AI in weather forecasting, prediction and communication
As extreme events grow in frequency and severity, where will people turn for important information?
Research from Magid and The Weather Company revealed that when severe weather strikes, 38% of people use a mobile app to get information because they see it as quick, convenient and accurate. 37% choose local TV because they view it as a trusted resource that is both more accurate and updated than other sources. Websites and social media followed with 14% and 12%, respectively.*
Best practices for severe weather
Excellence in severe weather coverage is critical for several reasons. Obviously, broadcasters have an inherent responsibility to help keep viewers safe by clearly and accurately sharing information about potentially dangerous weather.
In addition, severe weather coverage may be your best chance to gain viewers. Our study found that weather is the number one reason that people watch a local newscast. When there are no severe conditions, viewers are far more likely to use a mobile app (51%) than a local TV newscast (24%) to get weather information.
However, 50% of viewers don’t necessarily have a “preferred weathercast,” meaning that half your available audience during extreme weather is open to trying a different station.
Following these best practices can help your severe weather coverage rise above the competition and increase viewership in these moments of both responsibility and opportunity.

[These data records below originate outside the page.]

use crate::api::upstream_error;
use crate::config::ResendConfig;
use crate::error::AmurexError;
use serde::{Deserialize, Serialize};
use tracing::info;

#[derive(Debug, Serialize)]
pub struct OutgoingEmail<'a> {
    pub from: &'a str,
    pub to: Vec<&'a str>,
    pub subject: &'a str,
    pub html: &'a str,
}

#[derive(Debug, Deserialize)]
pub struct SentEmail {
    pub id: String,
}

pub struct ResendApi;

impl ResendApi {
    pub async fn send(
        client: &reqwest::Client,
        cfg: &ResendConfig,
        email: &OutgoingEmail<'_>,
    ) -> Result<SentEmail, AmurexError> {
        let url = cfg.base_url.join("emails")?;
        let resp = client
            .post(url)
            .bearer_auth(&cfg.api_key)
            .json(email)
            .send()
            .await?;
        if !resp.status().is_success() {
            return Err(upstream_error("Resend", resp).await);
        }
        let sent: SentEmail = resp.json().await?;
        info!(email_id = %sent.id, "email accepted by Resend");
        Ok(sent)
    }
}
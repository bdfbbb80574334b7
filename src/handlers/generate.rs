use axum::{
    body::Body,
    extract::State,
    http::{HeaderMap, header::CONTENT_TYPE},
    response::{IntoResponse, Response},
};
use serde::Deserialize;

use crate::api::openai_api::OpenAiApi;
use crate::error::AmurexError;
use crate::middleware::{JsonBody, check_quota, json_body::required};
use crate::router::AmurexState;

#[derive(Debug, Deserialize)]
pub struct GenerateRequest {
    #[serde(default)]
    pub prompt: Option<String>,
}

/// POST /api/generate -> streams the model's continuation of `prompt` as plain text.
pub async fn generate_handler(
    State(state): State<AmurexState>,
    headers: HeaderMap,
    JsonBody(body): JsonBody<GenerateRequest>,
) -> Result<Response, AmurexError> {
    let cfg = &state.config.openai;
    if cfg.api_key.trim().is_empty() {
        return Err(AmurexError::MissingApiKey);
    }
    let prompt = required(body.prompt, "Missing prompt")?;
    check_quota(state.limiter.as_deref(), &headers)?;

    let stream = OpenAiApi::stream_continuation(&state.client, cfg, &prompt).await?;

    Ok((
        [(CONTENT_TYPE, "text/plain; charset=utf-8")],
        Body::from_stream(stream),
    )
        .into_response())
}
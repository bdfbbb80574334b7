//! Bootstrap DDL for a local Postgres.
//! The hosted database owns the real schema; this mirrors only the columns
//! the service reads and writes.

pub const POSTGRES_INIT: &str = r#"
CREATE TABLE IF NOT EXISTS users (
    id UUID PRIMARY KEY DEFAULT gen_random_uuid(),
    email TEXT NULL,
    google_access_token TEXT NULL,
    google_refresh_token TEXT NULL,
    google_token_version TEXT NULL, -- 'old' | 'new'
    google_docs_connected BOOLEAN NULL DEFAULT FALSE,
    notion_access_token TEXT NULL,
    notion_workspace_id TEXT NULL,
    notion_workspace_name TEXT NULL,
    notion_connected BOOLEAN NULL DEFAULT FALSE
);

CREATE TABLE IF NOT EXISTS documents (
    id UUID PRIMARY KEY DEFAULT gen_random_uuid(),
    user_id UUID NOT NULL REFERENCES users(id) ON DELETE CASCADE,
    title TEXT NULL,
    text TEXT NULL,
    url TEXT NULL,
    type TEXT NULL, -- 'google_docs' | 'notion'
    created_at TIMESTAMPTZ NOT NULL DEFAULT now(),
    UNIQUE (user_id, url)
);

CREATE INDEX IF NOT EXISTS idx_documents_user_id ON documents(user_id);

CREATE TABLE IF NOT EXISTS late_meeting (
    id UUID PRIMARY KEY DEFAULT gen_random_uuid(),
    user_id UUID NULL REFERENCES users(id) ON DELETE SET NULL,
    meeting_id TEXT NULL,
    summary TEXT NULL,
    transcript TEXT NULL,
    action_items TEXT NULL,
    created_at TIMESTAMPTZ NOT NULL DEFAULT now()
)
"#;
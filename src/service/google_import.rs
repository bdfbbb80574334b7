use crate::api::google_drive::{DriveFile, GoogleDriveApi};
use crate::config::GoogleConfig;
use crate::db::{NewDocument, Store};
use crate::error::AmurexError;
use crate::google_oauth::GoogleOauthService;
use crate::types::import::ImportResult;
use futures::stream::{self, StreamExt};
use oauth2::TokenResponse;
use tracing::{info, warn};

const EXPORT_CONCURRENCY: usize = 4;

/// Pull the user's Google Docs into `documents`.
///
/// Fails as a whole only when the account cannot be reached; individual
/// documents that fail to export or store are reported in the results.
pub async fn import_google_docs(
    store: &dyn Store,
    http: &reqwest::Client,
    cfg: &GoogleConfig,
    user_id: &str,
) -> Result<Vec<ImportResult>, AmurexError> {
    let user = store
        .user(user_id)
        .await?
        .ok_or_else(|| AmurexError::BadRequest("User not found".to_string()))?;
    let refresh_token = user
        .google_refresh_token
        .as_deref()
        .filter(|t| !t.is_empty())
        .ok_or_else(|| AmurexError::BadRequest("Google account not connected".to_string()))?;
    let version = user.token_version();

    let token =
        GoogleOauthService::refresh_with_retry(cfg, version, refresh_token, http).await?;
    let access_token = token.access_token().secret().as_str();
    store
        .update_google_access_token(user_id, access_token)
        .await?;

    let files =
        GoogleDriveApi::list_documents(http, &cfg.drive_api_base, access_token, cfg.import_limit)
            .await?;

    let results: Vec<ImportResult> = stream::iter(files)
        .map(|file| import_one(store, http, cfg, access_token, user_id, file))
        .buffered(EXPORT_CONCURRENCY)
        .collect()
        .await;

    let imported = results.iter().filter(|r| r.is_success()).count();
    info!(
        user_id,
        imported,
        failed = results.len() - imported,
        "Google Docs import finished"
    );
    Ok(results)
}

async fn import_one(
    store: &dyn Store,
    http: &reqwest::Client,
    cfg: &GoogleConfig,
    access_token: &str,
    user_id: &str,
    file: DriveFile,
) -> ImportResult {
    let url = file.link();
    let text = match GoogleDriveApi::export_text(http, &cfg.drive_api_base, access_token, &file.id)
        .await
    {
        Ok(text) => text,
        Err(e) => {
            warn!(file_id = %file.id, error = %e, "Google Doc export failed");
            return ImportResult::failed(file.name, Some(url), e);
        }
    };

    let doc = NewDocument {
        user_id: user_id.to_string(),
        title: file.name.clone(),
        text,
        url: url.clone(),
        doc_type: "google_docs",
    };
    match store.upsert_document(&doc).await {
        Ok(id) => ImportResult::success(id, file.name, url),
        Err(e) => {
            warn!(file_id = %file.id, error = %e, "storing Google Doc failed");
            ImportResult::failed(file.name, Some(url), e)
        }
    }
}
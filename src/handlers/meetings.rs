use axum::{
    Json,
    extract::{Path, State},
};

use crate::db::DbMeeting;
use crate::error::AmurexError;
use crate::router::AmurexState;

/// GET /api/meetings/{id}
pub async fn meeting_handler(
    State(state): State<AmurexState>,
    Path(id): Path<String>,
) -> Result<Json<DbMeeting>, AmurexError> {
    state
        .store
        .meeting(&id)
        .await?
        .map(Json)
        .ok_or_else(|| AmurexError::NotFound("Meeting not found".to_string()))
}
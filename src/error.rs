use axum::{Json, http::StatusCode, response::IntoResponse};
use oauth2::basic::BasicErrorResponseType;
use oauth2::{HttpClientError, RequestTokenError, StandardErrorResponse};
use serde::Serialize;
use sqlx::Error as SqlxError;
use thiserror::Error as ThisError;
use tracing::{error, warn};

#[derive(Debug, ThisError)]
pub enum AmurexError {
    #[error("{0}")]
    BadRequest(String),

    #[error("{message}")]
    InvalidBody { status: StatusCode, message: String },

    #[error("{0}")]
    Unauthorized(String),

    #[error("{0}")]
    NotFound(String),

    #[error("You have reached your request limit for the day.")]
    RateLimited,

    #[error("Missing OPENAI_API_KEY - make sure to add it to your configuration.")]
    MissingApiKey,

    #[error("{0}")]
    OauthFlow(String),

    #[error("OAuth2 token request error: {0}")]
    Oauth2Token(String),

    #[error("OAuth2 token request failed: {0}")]
    Oauth2Transport(String),

    #[error("OAuth2 server error: {error}")]
    Oauth2Server { error: String },

    #[error("{service} error ({status}): {message}")]
    Upstream {
        service: &'static str,
        status: StatusCode,
        message: String,
    },

    #[error("URL parse error: {0}")]
    UrlParse(#[from] url::ParseError),

    #[error("HTTP request error: {0}")]
    Reqwest(#[from] reqwest::Error),

    #[error("JSON error: {0}")]
    Json(#[from] serde_json::Error),

    #[error("Database error: {0}")]
    Database(#[from] SqlxError),
}

impl AmurexError {
    pub fn status(&self) -> StatusCode {
        match self {
            AmurexError::BadRequest(_) | AmurexError::MissingApiKey | AmurexError::OauthFlow(_) => {
                StatusCode::BAD_REQUEST
            }
            AmurexError::InvalidBody { status, .. } => *status,
            AmurexError::Unauthorized(_) => StatusCode::UNAUTHORIZED,
            AmurexError::NotFound(_) => StatusCode::NOT_FOUND,
            AmurexError::RateLimited => StatusCode::TOO_MANY_REQUESTS,
            AmurexError::Oauth2Token(_)
            | AmurexError::Oauth2Transport(_)
            | AmurexError::Oauth2Server { .. }
            | AmurexError::Upstream { .. }
            | AmurexError::UrlParse(_)
            | AmurexError::Reqwest(_)
            | AmurexError::Json(_)
            | AmurexError::Database(_) => StatusCode::INTERNAL_SERVER_ERROR,
        }
    }

    /// Transport-level failures worth another attempt.
    pub fn is_retryable(&self) -> bool {
        match self {
            AmurexError::Reqwest(e) => e.is_timeout() || e.is_connect() || e.is_request(),
            AmurexError::Oauth2Transport(_) => true,
            _ => false,
        }
    }
}

type GoogleTokenError = RequestTokenError<
    HttpClientError<reqwest::Error>,
    StandardErrorResponse<BasicErrorResponseType>,
>;

impl From<GoogleTokenError> for AmurexError {
    fn from(e: GoogleTokenError) -> Self {
        match e {
            RequestTokenError::ServerResponse(err) => AmurexError::Oauth2Server {
                error: match err.error_description() {
                    Some(desc) => format!("{}: {}", err.error(), desc),
                    None => err.error().to_string(),
                },
            },
            RequestTokenError::Request(req_e) => AmurexError::Oauth2Transport(req_e.to_string()),
            RequestTokenError::Parse(parse_err, _body) => AmurexError::Json(parse_err.into_inner()),
            RequestTokenError::Other(s) => AmurexError::Oauth2Token(s),
        }
    }
}

impl IntoResponse for AmurexError {
    fn into_response(self) -> axum::response::Response {
        let status = self.status();
        let message = self.to_string();
        if status.is_server_error() {
            error!(status = %status, error = %message, "request failed");
        } else {
            warn!(status = %status, error = %message, "request rejected");
        }
        (status, Json(ApiErrorResponse { error: message })).into_response()
    }
}

/// Uniform `{ "error": message }` body returned by every failing route.
#[derive(Serialize)]
pub struct ApiErrorResponse {
    pub error: String,
}
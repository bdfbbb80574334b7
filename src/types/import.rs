use serde::{Deserialize, Serialize};

#[derive(Debug, Clone, Copy, PartialEq, Eq, Serialize, Deserialize)]
#[serde(rename_all = "lowercase")]
pub enum ImportStatus {
    Success,
    Error,
}

/// Outcome of importing one document, returned by the import routes and
/// echoed back by the browser to the notification route.
#[derive(Debug, Clone, PartialEq, Serialize, Deserialize)]
pub struct ImportResult {
    #[serde(default, skip_serializing_if = "Option::is_none")]
    pub id: Option<String>,
    pub title: String,
    #[serde(default, skip_serializing_if = "Option::is_none")]
    pub url: Option<String>,
    pub status: ImportStatus,
    #[serde(default, skip_serializing_if = "Option::is_none")]
    pub error: Option<String>,
}

impl ImportResult {
    pub fn success(id: String, title: String, url: String) -> Self {
        Self {
            id: Some(id),
            title,
            url: Some(url),
            status: ImportStatus::Success,
            error: None,
        }
    }

    pub fn failed(title: String, url: Option<String>, error: impl ToString) -> Self {
        Self {
            id: None,
            title,
            url,
            status: ImportStatus::Error,
            error: Some(error.to_string()),
        }
    }

    pub fn is_success(&self) -> bool {
        self.status == ImportStatus::Success
    }
}

/// Response body shared by the Google and Notion import routes.
#[derive(Debug, Clone, Serialize, Deserialize)]
pub struct ImportResponse {
    pub success: bool,
    pub results: Vec<ImportResult>,
}
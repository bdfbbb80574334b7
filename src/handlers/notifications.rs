use axum::{Json, extract::State};
use serde::{Deserialize, Serialize};
use tracing::info;

use crate::api::resend_api::{OutgoingEmail, ResendApi};
use crate::error::AmurexError;
use crate::middleware::{JsonBody, json_body::required};
use crate::router::AmurexState;
use crate::service::email_template::{IMPORT_EMAIL_SUBJECT, render_import_email};
use crate::types::import::ImportResult;

#[derive(Debug, Deserialize)]
#[serde(rename_all = "camelCase")]
pub struct ImportEmailRequest {
    #[serde(default)]
    pub user_email: Option<String>,
    #[serde(default)]
    pub import_results: Vec<ImportResult>,
}

#[derive(Debug, Serialize)]
pub struct ImportEmailResponse {
    pub success: bool,
    pub id: String,
}

/// POST /api/notifications/email -> mails the user a summary of an import run.
pub async fn import_email_handler(
    State(state): State<AmurexState>,
    JsonBody(req): JsonBody<ImportEmailRequest>,
) -> Result<Json<ImportEmailResponse>, AmurexError> {
    let user_email = required(req.user_email, "Missing userEmail")?;
    if !user_email.contains('@') {
        return Err(AmurexError::BadRequest("Invalid userEmail".to_string()));
    }

    let html = render_import_email(&req.import_results);
    let cfg = &state.config.resend;
    let sent = ResendApi::send(
        &state.client,
        cfg,
        &OutgoingEmail {
            from: &cfg.from,
            to: vec![user_email.as_str()],
            subject: IMPORT_EMAIL_SUBJECT,
            html: &html,
        },
    )
    .await?;

    info!(
        documents = req.import_results.len(),
        email_id = %sent.id,
        "import notification sent"
    );
    Ok(Json(ImportEmailResponse {
        success: true,
        id: sent.id,
    }))
}
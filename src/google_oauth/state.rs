use crate::db::GoogleTokenVersion;
use crate::error::AmurexError;
use base64::Engine;
use base64::engine::general_purpose::URL_SAFE_NO_PAD;
use chrono::Utc;
use hmac::{Hmac, Mac};
use serde::{Deserialize, Serialize};
use sha2::Sha256;

type HmacSha256 = Hmac<Sha256>;

/// Seconds a consent `state` stays valid; matches the nonce cookie lifetime.
const STATE_TTL_SECS: i64 = 15 * 60;

/// Round-tripped through Google as the `state` parameter, as
/// `<base64url json>.<base64url hmac-sha256>`.
#[derive(Debug, Clone, PartialEq, Serialize, Deserialize)]
pub struct OauthState {
    #[serde(rename = "userId")]
    pub user_id: String,
    pub version: GoogleTokenVersion,
    pub nonce: String,
    #[serde(rename = "iat")]
    pub issued_at: i64,
}

impl OauthState {
    pub fn new(user_id: String, version: GoogleTokenVersion, nonce: String) -> Self {
        Self {
            user_id,
            version,
            nonce,
            issued_at: Utc::now().timestamp(),
        }
    }

    pub fn encode(&self, key: &[u8]) -> Result<String, AmurexError> {
        let payload = URL_SAFE_NO_PAD.encode(serde_json::to_vec(self)?);
        let signature = signer(key, &payload)?.finalize().into_bytes();
        Ok(format!("{payload}.{}", URL_SAFE_NO_PAD.encode(signature)))
    }

    /// Verifies the signature and age before trusting any field.
    pub fn decode(raw: &str, key: &[u8]) -> Result<Self, AmurexError> {
        let invalid = || AmurexError::OauthFlow("Invalid state parameter".to_string());
        let (payload, signature) = raw.trim().split_once('.').ok_or_else(invalid)?;
        let signature = URL_SAFE_NO_PAD.decode(signature).map_err(|_| invalid())?;
        signer(key, payload)?
            .verify_slice(&signature)
            .map_err(|_| invalid())?;

        let bytes = URL_SAFE_NO_PAD.decode(payload).map_err(|_| invalid())?;
        let state: Self = serde_json::from_slice(&bytes).map_err(|_| invalid())?;
        let age = Utc::now().timestamp() - state.issued_at;
        if !(0..=STATE_TTL_SECS).contains(&age) {
            return Err(AmurexError::OauthFlow("State expired".to_string()));
        }
        Ok(state)
    }
}

fn signer(key: &[u8], payload: &str) -> Result<HmacSha256, AmurexError> {
    let mut mac = HmacSha256::new_from_slice(key)
        .map_err(|e| AmurexError::OauthFlow(format!("state signing key rejected: {e}")))?;
    mac.update(payload.as_bytes());
    Ok(mac)
}
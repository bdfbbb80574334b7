use std::sync::Arc;

use amurex_api::config::{Config, redact};
use amurex_api::db::{PgStore, connect};
use mimalloc::MiMalloc;
use tokio::net::TcpListener;
use tracing::{info, warn};
use tracing_subscriber::{EnvFilter, layer::SubscriberExt, util::SubscriberInitExt};

#[global_allocator]
static GLOBAL: MiMalloc = MiMalloc;

#[tokio::main]
async fn main() -> Result<(), Box<dyn std::error::Error>> {
    dotenvy::dotenv().ok();

    let cfg = Config::load()?;

    let env_filter =
        EnvFilter::try_from_default_env().unwrap_or_else(|_| EnvFilter::new(cfg.loglevel.clone()));
    tracing_subscriber::registry()
        .with(env_filter)
        .with(
            tracing_subscriber::fmt::layer()
                .with_level(true)
                .with_target(false),
        )
        .init();

    info!(
        listen_addr = %cfg.listen_addr,
        proxy = %cfg.proxy.as_ref().map(|u| u.as_str()).unwrap_or("<none>"),
        loglevel = %cfg.loglevel,
        openai_model = %cfg.openai.model,
        openai_key = %redact(&cfg.openai.api_key),
        resend_key = %redact(&cfg.resend.api_key),
        supabase_url = %cfg.supabase.url,
        daily_limit = cfg.openai.daily_limit,
    );
    if cfg.google.legacy.client_id.is_empty() {
        warn!("no legacy Google client configured; users flagged 'old' cannot connect");
    }

    let pool = connect(&cfg.database_url).await?;
    let store = PgStore::new(pool);
    if cfg.init_schema {
        store.init_schema().await?;
    }

    let client = amurex_api::api::build_http_client(&cfg)?;
    let addr = cfg.listen_addr.clone();
    let state = amurex_api::AmurexState::new(Arc::new(store), client, cfg);
    let app = amurex_api::amurex_router(state);

    let listener = TcpListener::bind(&addr).await?;
    info!("HTTP server listening on {}", addr);
    axum::serve(listener, app)
        .with_graceful_shutdown(shutdown_signal())
        .await?;
    Ok(())
}

async fn shutdown_signal() {
    if let Err(e) = tokio::signal::ctrl_c().await {
        warn!(error = %e, "failed to listen for shutdown signal");
        std::future::pending::<()>().await;
    }
    info!("shutdown signal received");
}
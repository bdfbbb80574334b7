use axum::RequestPartsExt;
use axum::extract::FromRequestParts;
use axum::http::request::Parts;
use axum_extra::TypedHeader;
use headers::Authorization;
use headers::authorization::Bearer;

use crate::api::supabase_auth::{AuthUser, SupabaseAuthApi};
use crate::error::AmurexError;
use crate::router::AmurexState;

/// Caller identified by `Authorization: Bearer <token>`, as vouched for by
/// the hosted auth service.
#[derive(Debug, Clone)]
pub struct AuthenticatedUser(pub AuthUser);

impl FromRequestParts<AmurexState> for AuthenticatedUser {
    type Rejection = AmurexError;

    async fn from_request_parts(
        parts: &mut Parts,
        state: &AmurexState,
    ) -> Result<Self, Self::Rejection> {
        let TypedHeader(Authorization(bearer)) = parts
            .extract::<TypedHeader<Authorization<Bearer>>>()
            .await
            .map_err(|rejection| {
                if rejection.is_missing() {
                    AmurexError::Unauthorized("Missing authorization header".to_string())
                } else {
                    AmurexError::Unauthorized("Unauthorized".to_string())
                }
            })?;

        let token = bearer.token();
        if token.is_empty() {
            return Err(AmurexError::Unauthorized("Unauthorized".to_string()));
        }

        SupabaseAuthApi::user_for_token(&state.client, &state.config.supabase, token)
            .await?
            .map(Self)
            .ok_or_else(|| AmurexError::Unauthorized("Unauthorized".to_string()))
    }
}
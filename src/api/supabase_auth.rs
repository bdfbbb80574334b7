use crate::config::SupabaseConfig;
use crate::error::AmurexError;
use reqwest::StatusCode;
use serde::Deserialize;
use tracing::debug;

/// Subset of the hosted auth user object the service relies on.
#[derive(Debug, Clone, Deserialize, PartialEq)]
pub struct AuthUser {
    pub id: String,
    #[serde(default)]
    pub email: Option<String>,
}

pub struct SupabaseAuthApi;

impl SupabaseAuthApi {
    /// Resolve a bearer token to its user. `Ok(None)` when the hosted auth
    /// service rejects the token; throttling and 5xx replies are errors.
    pub async fn user_for_token(
        client: &reqwest::Client,
        cfg: &SupabaseConfig,
        token: &str,
    ) -> Result<Option<AuthUser>, AmurexError> {
        let url = cfg.url.join("auth/v1/user")?;
        let resp = client
            .get(url)
            .header("apikey", &cfg.anon_key)
            .bearer_auth(token)
            .send()
            .await?;
        let status = resp.status();
        if status.is_client_error() && status != StatusCode::TOO_MANY_REQUESTS {
            debug!(status = %status, "hosted auth rejected bearer token");
            return Ok(None);
        }
        if !status.is_success() {
            return Err(super::upstream_error("Supabase auth", resp).await);
        }
        Ok(Some(resp.json::<AuthUser>().await?))
    }
}
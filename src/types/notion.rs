use serde::{Deserialize, Serialize};
use serde_json::Value;

#[derive(Debug, Clone, Serialize, Deserialize)]
pub struct NotionTokenResponse {
    pub access_token: String,
    #[serde(default)]
    pub bot_id: Option<String>,
    #[serde(default)]
    pub workspace_id: Option<String>,
    #[serde(default)]
    pub workspace_name: Option<String>,
}

#[derive(Debug, Deserialize)]
pub struct NotionList {
    #[serde(default)]
    pub results: Vec<Value>,
    #[serde(default)]
    pub has_more: bool,
    #[serde(default)]
    pub next_cursor: Option<String>,
}

/// A page as the importer needs it.
#[derive(Debug, Clone, PartialEq)]
pub struct NotionPage {
    pub id: String,
    pub url: String,
    pub title: String,
}

impl NotionPage {
    pub fn from_value(page: &Value) -> Option<Self> {
        let id = page.get("id")?.as_str()?.to_string();
        let url = page
            .get("url")
            .and_then(Value::as_str)
            .map(str::to_string)
            .unwrap_or_else(|| format!("https://www.notion.so/{}", id.replace('-', "")));
        let title = page
            .get("properties")
            .and_then(Value::as_object)
            .and_then(|props| {
                props
                    .values()
                    .find(|p| p.get("type").and_then(Value::as_str) == Some("title"))
            })
            .and_then(|p| p.get("title"))
            .map(rich_text_plain)
            .filter(|t| !t.is_empty())
            .unwrap_or_else(|| "Untitled".to_string());
        Some(Self { id, url, title })
    }
}

/// Concatenate the `plain_text` of a rich text array.
pub fn rich_text_plain(rich_text: &Value) -> String {
    rich_text
        .as_array()
        .map(|parts| {
            parts
                .iter()
                .filter_map(|p| p.get("plain_text").and_then(Value::as_str))
                .collect::<String>()
        })
        .unwrap_or_default()
}

/// Plain text of one block, `None` for blocks without rich text (images, dividers, ...).
pub fn block_plain_text(block: &Value) -> Option<String> {
    let kind = block.get("type")?.as_str()?;
    let text = rich_text_plain(block.get(kind)?.get("rich_text")?);
    (!text.is_empty()).then_some(text)
}
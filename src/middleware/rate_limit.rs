use axum::http::HeaderMap;
use governor::{DefaultKeyedRateLimiter, Quota, RateLimiter};
use std::num::NonZeroU32;
use std::time::Duration;
use tracing::warn;

use crate::error::AmurexError;

pub type GenerateLimiter = DefaultKeyedRateLimiter<String>;

const DAY: Duration = Duration::from_secs(24 * 60 * 60);
const MAX_TRACKED_CLIENTS: usize = 10_000;

/// `limit` requests per client per day, replenished evenly. `None` when disabled.
pub fn daily_limiter(limit: u32) -> Option<GenerateLimiter> {
    let burst = NonZeroU32::new(limit)?;
    let quota = Quota::with_period(DAY / limit)?.allow_burst(burst);
    Some(RateLimiter::keyed(quota))
}

/// First hop of `x-forwarded-for`, else `x-real-ip`, else a shared bucket.
pub fn client_key(headers: &HeaderMap) -> String {
    let header = |name: &str| {
        headers
            .get(name)
            .and_then(|v| v.to_str().ok())
            .and_then(|v| v.split(',').next())
            .map(str::trim)
            .filter(|v| !v.is_empty())
            .map(str::to_string)
    };
    header("x-forwarded-for")
        .or_else(|| header("x-real-ip"))
        .unwrap_or_else(|| "anonymous".to_string())
}

pub fn check_quota(limiter: Option<&GenerateLimiter>, headers: &HeaderMap) -> Result<(), AmurexError> {
    let Some(limiter) = limiter else {
        return Ok(());
    };
    let key = client_key(headers);
    let outcome = limiter.check_key(&key);
    if limiter.len() > MAX_TRACKED_CLIENTS {
        limiter.retain_recent();
    }
    outcome.map_err(|_| {
        warn!(client = %key, "generate quota exhausted");
        AmurexError::RateLimited
    })
}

1. Get to air faster with automated alerts
Overcome the perception that mobile apps are quicker by being first to air with crucial and potentially life-saving information as soon as it happens.
Implement a severe-weather alerting system that automatically triggers messages across the bottom of the screen when severe weather conditions occur. However, you should also ensure that you aren’t sacrificing speed for accuracy.
2. Create easy-to-understand graphics and presentations
Our research found that viewers want simple, uncomplicated explanations about why certain weather events are happening and how conditions are changing. This includes better and easier-to-understand weather maps and graphics, especially during severe weather.
Along the same lines, survey respondents said they want weathercasts to stop using confusing presentations.
3. Focus on key insights and takeaways
Ensure that your weathercast is focused solely on what’s important to the people watching. Respondents said that they want the weathercast to help them prepare for what’s coming based on where they live.
Viewers also said they’re tired of “unnecessary chit-chat” and would instead prefer more “weather news.”
4. Keep viewers informed across channels
Severe weather is clearly a catalyst that causes many viewers to count on the local TV weathercast when they would otherwise likely get their weather information from an app.
Your station should be the source for both by creating a mobile experience that complements and extends your on-air severe weather coverage. This can include interactive features like a QR code driving viewers to get more information on their app and additional video content that features your trusted on-air personalities, takes advantage of your local expertise and maintains your station branding.
5. Enable remote accessibility
Severe weather doesn’t always happen when we’re ready. But meteorologists no longer need to be at the station to create and deliver high-quality weathercasts.
Implement remote broadcast video production tools that are based in the cloud and allow meteorologists to log in from anywhere with an internet connection to view the current situation, choose trigger conditions and control the output to viewers.
If a station goes off-air due to inclement weather or power outages, these cloud-based production tools can empower your teams—or even those at sister stations—to still provide critical updates to viewers without much interruption.
Explore Max products
Max solutions from The Weather Company are designed to help you deliver faster, more accurate and more engaging weather forecasts to viewers. Backed by data from the world’s most accurate forecaster overall,** these products can help you stand out from the competition and increase viewership during times of severe weather.
Our on-air alerting solution, Max Alert Live, enables stations to more rapidly broadcast severe weather news with customizable automated alerts. Using a direct integration with the National Weather Service, Max Alert Live automatically triggers messages that scroll across the bottom of your presentation when predetermined weather conditions occur.
This cloud-based solution also allows meteorologists to log in from virtually anywhere to view the current situation, choose trigger conditions, create graphics and decide where to send information.
For digital alerts, Max Engage automatically creates and distributes weather and traffic alerts and videos to impacted users when predetermined thresholds are met. Stations can feature your trusted on-screen talent in both audio and video content to provide relevant local context, such as how weather or traffic may affect upcoming events in the area.
* Research conducted by Magid, commissioned by The Weather Company; online survey conducted in May 2022 of 600 weather-information consumers; results published internally.
** Global and Regional Weather Forecast Accuracy Overview, 2017-2022, ForecastWatch, commissioned by The Weather Company.